SINGULARITY OF ATTACHMENT • by Sarah Crysl Akhtar

Raythene was a stunner, her mother was a glory — lustrous, the pair of them.

The grandfather — people called him Beautiful Joe, and you know what that means.

Scare the shit out of Satan.  If you claimed you weren’t afraid of Beautiful Joe you were a bad liar.

Their house — straddling and rising two stories above the streetcorner family deli — was a plain ugly rectangle but better than a palace, inside, for kids.  I’d think it worth struggling through the blizzard from hell, if school was closed, to spend all day there with Raythene.

She’d been born somewhere else and after her dad died, her mother brought the kids — Raythene and the older brother, Stellan — here to be with family.  Weird names — long stories attached to them, they said — but I called them Thene and Lany.

“From the war,” Thene said about Joe’s face that looked like crushed and corrugated steel.  Vietnam, I thought, though no one could date an ageless face like that — and not like any grandfather’s I knew.

You don’t call a guy like that — you can’t call him “grandpa” or “granddad” or “pops,” you find some careful respectful way of getting his attention if you need to.

Thene’s mother worked in the state capital, thirty miles each way.  The store stayed open late; Joe was always down in the basement with a ham radio or something; and the grandma — English still a little strange — Thene told me the name of where she came from but I could never get my tongue around it — and a couple of auntlike relatives cooking the hot takeaway food that brought in a lot of custom.

They were all courteous but didn’t spread their affections widely; that I never needed to knock or ask permission or wonder if I was really welcome anytime — I took it as an honor, though I had to grow up to properly define the feeling.  It was even the more so because I hated so much to be at home.

I was getting older and I fought back harder, when my dad beat me, but of course it was an unequal battle.

“Wish I never ever had to go back,” I’d say to Thene sometimes.

“You only have to ask,” she’d answer.  But what can be so easy?

Strange we were so close — how I fit like the third of a trio with her and Lany.  I was bright enough but the way their minds thought was unusual.

We’d rattle around that huge house and time would vanish, until I had to go home.

I usually only cried over books and movies, I was too proud to let my father have any more of a victory than what he managed, but one day I skipped school and went straight to Thene’s; I had to go through the store since nobody was home upstairs.  Joe  had come up from the basement from whatever he was doing and saw me.

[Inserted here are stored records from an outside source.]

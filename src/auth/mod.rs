//! Authentication and authorization
//!
//! JWT token service plus Axum middleware for the role model.

pub mod jwt;
pub mod middleware;
pub mod roles;

pub use jwt::{Claims, CurrentUser, JwtConfig, JwtError, JwtService};
pub use middleware::{authenticate, authorize};
pub use roles::{Role, allow};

Under those expressionless burnt-plastic features something changed; I was as used to Joe as anyone outside the family could get, and I knew he’d intend me no harm, but God Almighty when he showed emotion it was worse than when he didn’t.

It was hot weather and I had on short sleeves and the bruises from where my father had hit me with a hanger were coming up.  I guess he hadn’t been thinking.  Usually he hit me where it wasn’t supposed to show.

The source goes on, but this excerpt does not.